埋葬施設が残っていて、鉄剣や多数のやじり、鏡などが出ています。
高尾山古墳、築造年代巡り議論二分
古代の駿河を治めた有力者の墓とみられる静岡県沼津市の高尾山古墳が注目を集めている。発掘調査の結果、最古級の前方後方墳と判明。邪馬台国の女王・卑弥呼の墓との説もある奈良・ 箸墓古墳より古い230年代という見方も出ている。(文化部 早川保夫)
もし築造年代が230年代だとすると、大和に箸墓のような巨大前方後円墳が登場する以前から駿河で古墳が造られていたことになり、古墳の成立をめぐる議論に一石を投じることになる。

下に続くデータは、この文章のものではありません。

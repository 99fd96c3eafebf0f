use bevy::prelude::*;

use crate::animation::Animated;
use crate::sequence::{LapCounter, Phase, PhaseStore};

#[derive(Resource, Debug)]
pub struct DebugState {
    pub log_interval: f32,
    pub time_accum: f32,
    pub frame_counter: u64,
}

impl Default for DebugState {
    fn default() -> Self {
        Self {
            log_interval: 1.0,
            time_accum: 0.0,
            frame_counter: 0,
        }
    }
}

#[derive(Resource, Debug, Default)]
pub struct DebugStats {
    pub fps: f32,
    pub frame_time_ms: f32,
    pub phase: Phase,
    pub cycles: u32,
    pub laps_completed: u32,
    pub animated: usize,
    pub tweening: usize,
}

pub fn debug_stats_collect_system(
    time: Res<Time>,
    mut state: ResMut<DebugState>,
    mut stats: ResMut<DebugStats>,
    store: Res<PhaseStore>,
    laps: Res<LapCounter>,
    q: Query<&Animated>,
) {
    state.frame_counter += 1;
    let dt = time.delta_secs().max(1e-6);
    let inst_fps = 1.0 / dt;
    stats.fps = if stats.fps == 0.0 {
        inst_fps
    } else {
        stats.fps * 0.9 + inst_fps * 0.1
    };
    let inst_ms = dt * 1000.0;
    stats.frame_time_ms = if stats.frame_time_ms == 0.0 {
        inst_ms
    } else {
        stats.frame_time_ms * 0.9 + inst_ms * 0.1
    };
    stats.phase = store.phase();
    stats.cycles = store.cycles();
    stats.laps_completed = laps.completed();
    stats.animated = q.iter().count();
    stats.tweening = q.iter().filter(|a| a.is_tweening()).count();
}
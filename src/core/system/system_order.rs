//! Central system ordering labels to make the per-frame sequence explicit.
//! Stages (high-level, all in `Update`):
//! 1. Drive (timers, completion barrier, watchdog -> phase transitions)
//! 2. React (animators turn phase changes into tween requests)
//! 3. Animate (procedural motion + tween evaluation)
//! 4. Apply (animated values -> transforms / materials)
use bevy::prelude::*;

#[derive(SystemSet, Debug, Hash, PartialEq, Eq, Clone, Copy)]
pub enum SequenceSet {
    Drive,
    React,
    Animate,
    Apply,
}
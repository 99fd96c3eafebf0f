use bevy::prelude::*;
use rand::{rngs::StdRng, SeedableRng};

use super::layout::{
    connector_placement, dot_sphere_layout, logo_dots, orbit_ring_layout, LOGO_GLYPH, LOGO_LINKS,
};
use crate::animation::{AnimValues, Animated};
use crate::core::components::{
    CenterDot, ConnectorLine, FixedRotation, LineStage, SphereGroup, Visual, VisualShape,
};
use crate::core::config::SceneConfig;
use crate::sequence::PhaseRoster;

/// Spawn every element once and publish the per-phase completion roster.
pub fn compose_scene(mut commands: Commands, cfg: Res<SceneConfig>) {
    let mut rng = match cfg.layout_seed {
        Some(seed) => StdRng::seed_from_u64(seed),
        None => StdRng::from_entropy(),
    };
    let colors = &cfg.colors;
    let ball = colors.ball_color();
    let accent = colors.accent_color();

    let points = dot_sphere_layout(&cfg.sphere, &mut rng);
    let point_visual = Visual {
        shape: VisualShape::Sphere {
            radius: cfg.sphere.point_radius,
            sectors: 32,
            stacks: 16,
        },
        lit: false,
    };
    commands
        .spawn((
            Name::new("DotSphere"),
            SphereGroup,
            Animated::new(AnimValues::default()),
            Transform::default(),
            Visibility::default(),
        ))
        .with_children(|group| {
            for point in &points {
                group.spawn((
                    *point,
                    Animated::new(
                        AnimValues::at(point.scatter)
                            .with_scale(point.scale)
                            .with_color(ball),
                    ),
                    point_visual,
                    Transform::from_translation(point.scatter),
                ));
            }
        });

    let mut orbit_dots = 0;
    for ring in &cfg.orbits {
        let ring_visual = Visual {
            shape: VisualShape::Sphere {
                radius: ring.dot_radius,
                sectors: 32,
                stacks: 16,
            },
            lit: false,
        };
        for dot in orbit_ring_layout(ring, &mut rng) {
            commands.spawn((
                dot,
                Animated::new(AnimValues::at(dot.base).with_color(accent)),
                ring_visual,
                Transform::from_translation(dot.base),
            ));
            orbit_dots += 1;
        }
    }

    let center = Vec3::new(0.0, 0.0, cfg.center_dot.z);
    commands.spawn((
        Name::new("CenterDot"),
        CenterDot,
        Animated::new(AnimValues::at(center).with_scale(0.0).with_color(accent)),
        Visual {
            shape: VisualShape::Sphere {
                radius: cfg.center_dot.radius,
                sectors: 64,
                stacks: 64,
            },
            lit: false,
        },
        Transform::from_translation(center),
    ));

    let logo = logo_dots(&cfg.logo);
    for (dot, glyph) in logo.iter().zip(LOGO_GLYPH.iter()) {
        commands.spawn((
            *dot,
            Animated::new(
                AnimValues::at(dot.origin)
                    .with_scale(cfg.logo.collapsed_scale)
                    .with_opacity(0.0)
                    .with_color(if dot.accent { accent } else { ball }),
            ),
            Visual {
                shape: VisualShape::Sphere {
                    radius: cfg.logo.base_radius * glyph.radius_multiple,
                    sectors: 64,
                    stacks: 64,
                },
                lit: true,
            },
            Transform::from_translation(dot.origin),
        ));
    }

    let line_color = colors.line_color();
    let mut roster = PhaseRoster {
        scatter_points: points.len(),
        orbit_dots,
        ..Default::default()
    };
    for &(from, to, stage) in LOGO_LINKS.iter() {
        let (Some(a), Some(b)) = (logo.get(from), logo.get(to)) else {
            continue;
        };
        let (mid, angle) = connector_placement(a.target, b.target);
        commands.spawn((
            ConnectorLine { stage, from, to },
            Animated::new(AnimValues::at(mid).with_opacity(0.0).with_color(line_color)),
            FixedRotation(Quat::from_rotation_z(angle)),
            Visual {
                shape: VisualShape::Bar {
                    size: Vec3::from_array(cfg.logo.line_box),
                },
                lit: false,
            },
            Transform::from_translation(mid).with_rotation(Quat::from_rotation_z(angle)),
        ));
        match stage {
            LineStage::First => roster.first_stage_lines += 1,
            LineStage::Second => roster.second_stage_lines += 1,
        }
    }

    info!(
        points = roster.scatter_points,
        orbit_dots = roster.orbit_dots,
        logo_dots = logo.len(),
        lines = roster.first_stage_lines + roster.second_stage_lines,
        "scene composed"
    );
    commands.insert_resource(roster);
}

魏志倭人伝に邪馬台国と敵対したと記される「 狗奴(くな)国」が、伊勢湾沿岸にあったと考える赤塚次郎・愛知県埋蔵文化財センター副センター長は、230年代説を主張。「被葬者は西暦200年前後のこの地域の英雄で、狗奴国の仲間の一人だったのでは」と推測する。
東海地方に多い前方後方墳は「東海系文化が根づいた地域に築かれた」というのが赤塚さんの説だ。実際、高尾山古墳の墳丘や周溝で出土する土器には東海西部系のものが多数含まれ、中でも脚付きの土器・ 高坏 ( たかつき ) は230年ごろの製作と考えられるという。東日本ではほかにも、長野・弘法山古墳や栃木・那須八幡塚古墳といった前方後方墳が見つかっており、高尾山古墳はそれらとともに、東海系文化の広がりを示す「最古級の前方後方墳」と語る。
前方後円墳=古墳時代というのは、奈良の三輪山のふもとにある纒向古墳群の100メートルクラスの3つの前方後円墳が最初(230年頃)であり、その次ぎに巨大な箸墓古墳(250年頃)ができ、そこから全国に広がる。そして前方後方墳は前方後円墳よりも位が低い――というのが定説です。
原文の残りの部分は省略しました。